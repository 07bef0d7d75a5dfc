// Copyright 2024 FastLabs Developers
//
// Licensed under the Apache License, Version 2.0 (the "License");
// you may not use this file except in compliance with the License.
// You may obtain a copy of the License at
//
//     http://www.apache.org/licenses/LICENSE-2.0
//
// Unless required by applicable law or agreed to in writing, software
// distributed under the License is distributed on an "AS IS" BASIS,
// WITHOUT WARRANTIES OR CONDITIONS OF ANY KIND, either express or implied.
// See the License for the specific language governing permissions and
// limitations under the License.

use std::fmt;
use std::io;

/// The category of an [`Error`].
///
/// The appender keeps these apart so a caller can tell a misconfiguration from a collector that
/// refused an event or a connection that dropped.
#[derive(Clone, Copy, Debug, PartialEq, Eq, Hash)]
#[non_exhaustive]
pub enum ErrorKind {
    /// The configuration is invalid.
    Config,
    /// The local host name could not be determined.
    Hostname,
    /// The collector could not be reached, or the connection failed mid-exchange.
    Transport,
    /// The collector answered with a negative acknowledgement.
    Rejected,
    /// The collector's answer could not be decoded.
    Protocol,
    /// Any other failure, e.g. a custom appender or diagnostic.
    Unexpected,
}

impl ErrorKind {
    /// Return the string representation of the `ErrorKind`.
    pub fn as_str(&self) -> &'static str {
        match self {
            ErrorKind::Config => "config",
            ErrorKind::Hostname => "hostname",
            ErrorKind::Transport => "transport",
            ErrorKind::Rejected => "rejected",
            ErrorKind::Protocol => "protocol",
            ErrorKind::Unexpected => "unexpected",
        }
    }
}

impl fmt::Display for ErrorKind {
    fn fmt(&self, f: &mut fmt::Formatter<'_>) -> fmt::Result {
        f.write_str(self.as_str())
    }
}

/// The error struct of the Riemann appender.
///
/// Rendered as `[kind] message (key=value, ...): source`.
pub struct Error {
    kind: ErrorKind,
    message: String,
    context: Vec<(&'static str, String)>,
    source: Option<anyhow::Error>,
}

impl Error {
    /// Create a new Error of the given kind.
    pub fn new(kind: ErrorKind, message: impl Into<String>) -> Self {
        Error {
            kind,
            message: message.into(),
            context: vec![],
            source: None,
        }
    }

    /// Attach a key-value describing where the error happened.
    pub fn with_context(mut self, key: &'static str, value: impl ToString) -> Self {
        self.context.push((key, value.to_string()));
        self
    }

    /// Set the underlying cause, replacing any previous one.
    pub fn with_source(mut self, source: impl Into<anyhow::Error>) -> Self {
        self.source = Some(source.into());
        self
    }

    /// The category of this error.
    pub fn kind(&self) -> ErrorKind {
        self.kind
    }

    /// The bare message, without context or source.
    pub fn message(&self) -> &str {
        &self.message
    }

    /// Look up a context value by key. The latest value wins.
    pub fn context(&self, key: &str) -> Option<&str> {
        self.context
            .iter()
            .rev()
            .find(|(k, _)| *k == key)
            .map(|(_, v)| v.as_str())
    }

    /// A socket operation failed.
    pub fn from_io_error(err: io::Error) -> Error {
        Error::new(ErrorKind::Transport, "failed to perform io").with_source(err)
    }

    /// The collector's answer is not a valid Riemann message.
    pub fn from_decode_error(err: prost::DecodeError) -> Error {
        Error::new(ErrorKind::Protocol, "failed to decode riemann message").with_source(err)
    }
}

impl fmt::Display for Error {
    fn fmt(&self, f: &mut fmt::Formatter<'_>) -> fmt::Result {
        write!(f, "[{}] {}", self.kind, self.message)?;
        if !self.context.is_empty() {
            f.write_str(" (")?;
            for (i, (k, v)) in self.context.iter().enumerate() {
                if i > 0 {
                    f.write_str(", ")?;
                }
                write!(f, "{k}={v}")?;
            }
            f.write_str(")")?;
        }
        if let Some(source) = &self.source {
            // alternate form walks the whole cause chain
            write!(f, ": {source:#}")?;
        }
        Ok(())
    }
}

impl fmt::Debug for Error {
    fn fmt(&self, f: &mut fmt::Formatter<'_>) -> fmt::Result {
        f.debug_struct("Error")
            .field("kind", &self.kind)
            .field("message", &self.message)
            .field("context", &self.context)
            .field("source", &self.source)
            .finish()
    }
}

impl std::error::Error for Error {
    fn source(&self) -> Option<&(dyn std::error::Error + 'static)> {
        self.source.as_ref().map(|v| v.as_ref())
    }
}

--------------------

Problem requirements: Respond with one number, namely the count of lines in the entries above that hold the word "value".

Solved exercise: 5